Dans cette enquête, les gendarmes sont parvenus à identifier l'auteur présumé de l'enlèvement et du meurtre, Samuel Gonin, 43 ans. L'homme s'est suicidé le 10 juillet dernier, quelques jours avant que l'ADN de Lina soit découvert dans la voiture volée qu'il utilisait au moment de la disparition de l'adolescente. "Ce véhicule se trouvait précisément sur le lieu exact de la disparition de Lina à 11h20 et 11h26", avait détaillé Alexandre Chevrier, lors d'une conférence de presse, le 19 septembre dernier. Dans la voiture, les gendarmes ont découvert deux cordes dans le coffre, sur lesquelles l'ADN de Lina et celui de Samuel Gonin a été relevé. Il s'agit d'"ADN de contacts". "À un moment ou à un autre, elle a été ligotée", avait précisé le procureur. Aucune trace de sang n'a été découverte dans la voiture qui était conduite par le suspect principal depuis plusieurs mois, a souligné le magistrat. L'ADN de l'adolescente a également été retrouvé sur le siège arrière du véhicule, sur la ceinture de sécurité de la place arrière centrale et sur la boucle de ceinture du passager arrière droit.
Les gendarmes sont parvenus à retracer en partie le parcours de Samuel Gonin au volant de cette Ford Puma, en exploitant le système multimédia du véhicule, étant donné que le suspect avait désactivé le système de géolocalisation de la voiture, volée fin août en Allemagne. Samuel Gonin était déjà connu de la police et la justice. Il devait comparaître le 22 juillet dernier au tribunal de Besançon pour deux violentes agressions.
«J'ai perdu mon honneur, ma dignité et mon humanité»

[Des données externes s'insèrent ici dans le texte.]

//! Serial link between the display controller and the radio controller.

mod client;
mod dispatcher;
pub(crate) mod frame_codec;
mod message;
mod transport;

pub use client::{
    ClientConfig, DEFAULT_HANDSHAKE_ATTEMPTS, DEFAULT_HANDSHAKE_INTERVAL,
    DEFAULT_HEARTBEAT_INTERVAL, LinkClient,
};
pub use dispatcher::{DispatchOutcome, Dispatcher};
pub use frame_codec::{
    DecoderStats, FRAME_DELIMITER, Frame, FrameCodec, FrameDecoder, FrameError, MAX_PAYLOAD_LEN,
};
pub use message::{
    BtState, Command, CommandError, ErrorCode, Event, EventDecodeError, MAX_VOLUME, MetaKind,
    Mode, PlayState,
};
pub use transport::{EventReceiver, EventSink, ReceiveOutcome, run_receiver, run_writer};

L'été 2023 semble avoir "marqué une rupture dans le parcours" du suspect qui était âgé de 43 ans, originaire de Besançon (Doubs), qui avait deux enfants. L'homme a quitté son travail et sa famille durant cette période. "Il consomme de fortes quantités de produits stupéfiants, du cannabis, de la cocaïne et parfois du crack", avait décrit le magistrat, évoquant un "état dépressif important" du suspect. Quelques semaines avant la disparition de Lina, en août 2023, le quadragénaire devait être jugé pour avoir suivi une nonagénaire dans le quartier des Chaprais à Besançon, puis s'être brutalement jeté sur elle avant de lui arracher son sac à main. L'agresseur lui avait dérobé son chéquier, de l'argent et son téléphone. Le jour de cette violente agression, le suspect s'était également rendu dans une supérette. Il avait agressé une caissière avec un couteau, menaçant de "la planter" avant de s'emparer d'une liasse de billets et de prendre la fuite. Samuel Gonin a laissé un mot avant de se donner la mort : "J'ai perdu mon honneur, ma dignité et mon humanité. Je dois partir, je ne sais pas me contrôler, ça va trop vite".

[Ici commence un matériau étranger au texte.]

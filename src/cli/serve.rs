use std::io;
use std::path::PathBuf;
use std::sync::Arc;
use std::time::Duration;

use anyhow::Result;
use clap::Args;
use tokio_util::sync::CancellationToken;
use tracing::{info, instrument, warn};

use crate::app::{ServeConfig, ServeContext, serve};
use crate::bonds::BondStore;
use crate::bt::{BdAddr, FakeStackBackend, FakeStackConfig, StackScript};
use crate::cli::OutputFormat;
use crate::cli::command::{LinkTarget, parse_duration};
use crate::cli::frame::write_json_line;
use crate::coordinator::{
    CoordinatorConfig, DEFAULT_BLE_NAME, DEFAULT_CLASSIC_NAME, DEFAULT_INITIAL_VOLUME,
};
use crate::link::Mode;
use crate::power::{DEFAULT_WAKE_EDGE_THRESHOLD, LinkActivityWake};
use crate::terminal::TerminalClient;

use super::ui::{Painter, ServeSummaryView};

/// Arguments for the `serve` command.
#[derive(Debug, Args)]
pub struct ServeArgs {
    /// Link device or pipe path, or `-` for stdin/stdout.
    #[arg(long, default_value = "-")]
    link: LinkTarget,
    /// Simulated stack callbacks in the form `delay|event|args;...`.
    #[arg(long, default_value = "")]
    stack_script: StackScript,
    /// Classic address reported by the simulated stack.
    #[arg(long)]
    local_address: Option<BdAddr>,
    /// Peer class used for the command mapping.
    #[arg(long, value_enum, default_value_t = Mode::Phone)]
    mode: Mode,
    #[arg(long, default_value = DEFAULT_CLASSIC_NAME)]
    classic_name: String,
    #[arg(long, default_value = DEFAULT_BLE_NAME)]
    ble_name: String,
    /// Metadata refresh period while connected (e.g. `5s`).
    #[arg(long, default_value = "5s", value_parser = parse_duration)]
    metadata_poll: Duration,
    /// Delay between key press and release (e.g. `50ms`).
    #[arg(long, default_value = "50ms", value_parser = parse_duration)]
    key_settle: Duration,
    #[arg(long, default_value_t = DEFAULT_INITIAL_VOLUME)]
    initial_volume: u8,
    /// Link edges needed to wake from suspend.
    #[arg(long, default_value_t = DEFAULT_WAKE_EDGE_THRESHOLD)]
    wake_edges: u32,
    /// Bond store file; defaults to the platform data directory.
    #[arg(long, conflicts_with = "ephemeral_bonds")]
    bonds: Option<PathBuf>,
    /// Keep bonds in memory only.
    #[arg(long)]
    ephemeral_bonds: bool,
}

impl ServeArgs {
    fn serve_config(&self) -> ServeConfig {
        let coordinator = CoordinatorConfig::builder()
            .mode(self.mode)
            .classic_name(self.classic_name.clone())
            .ble_name(self.ble_name.clone())
            .metadata_poll_interval(self.metadata_poll)
            .key_settle(self.key_settle)
            .initial_volume(self.initial_volume)
            .build();
        ServeConfig::builder()
            .coordinator(coordinator)
            .wake_edge_threshold(self.wake_edges)
            .build()
    }

    fn backend(&self) -> FakeStackBackend {
        let config = FakeStackConfig::builder()
            .script(self.stack_script.clone())
            .maybe_local_address(self.local_address)
            .build();
        FakeStackBackend::new(config)
    }

    fn bond_store(&self) -> Result<BondStore> {
        if self.ephemeral_bonds {
            return Ok(BondStore::in_memory());
        }
        Ok(BondStore::load(self.bonds.as_deref())?)
    }
}

/// Executes the `serve` command.
#[instrument(skip(args, out, terminal_client), level = "info", fields(link = %args.link, mode = %args.mode))]
pub(crate) async fn run<W>(
    args: &ServeArgs,
    out: &mut W,
    terminal_client: &dyn TerminalClient,
    output_format: OutputFormat,
) -> Result<()>
where
    W: io::Write,
{
    let (reader, writer) = args.link.open().await?;
    let cancel = CancellationToken::new();
    let ctrl_c = tokio::spawn({
        let cancel = cancel.clone();
        async move {
            if let Err(error) = tokio::signal::ctrl_c().await {
                warn!(%error, "failed to listen for Ctrl+C");
                return;
            }
            info!("Ctrl+C received, stopping");
            cancel.cancel();
        }
    });

    let power = LinkActivityWake;
    let context = ServeContext {
        backend: Arc::new(args.backend()),
        bonds: args.bond_store()?,
        power: &power,
        cancel,
    };
    let result = serve(reader, writer, args.serve_config(), context).await;
    ctrl_c.abort();
    let summary = result?;

    // stdout is the link itself in stdio mode.
    if args.link.is_stdio() {
        return Ok(());
    }
    match output_format {
        OutputFormat::Pretty => {
            let painter = Painter::new(terminal_client.stdout_is_terminal());
            writeln!(out, "{}", ServeSummaryView::new(&summary, &painter))?;
        }
        OutputFormat::Json => write_json_line(out, &summary)?,
    }
    Ok(())
}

Lina a disparu le samedi 23 septembre 2023 en fin de matinée, alors qu'elle se rendait à la gare de Saint-Blaise-La-Roche, située à environ trois kilomètres de son domicile de Plaine, pour rejoindre son petit ami qui habite Strasbourg. C'est ce dernier qui a donné l'alerte, ne la voyant pas arriver. Les premières investigations ont montré que l'adolescente n'était jamais montée dans ce train. Son téléphone a cessé d’émettre à 11h22 et n’a pas été retrouvé.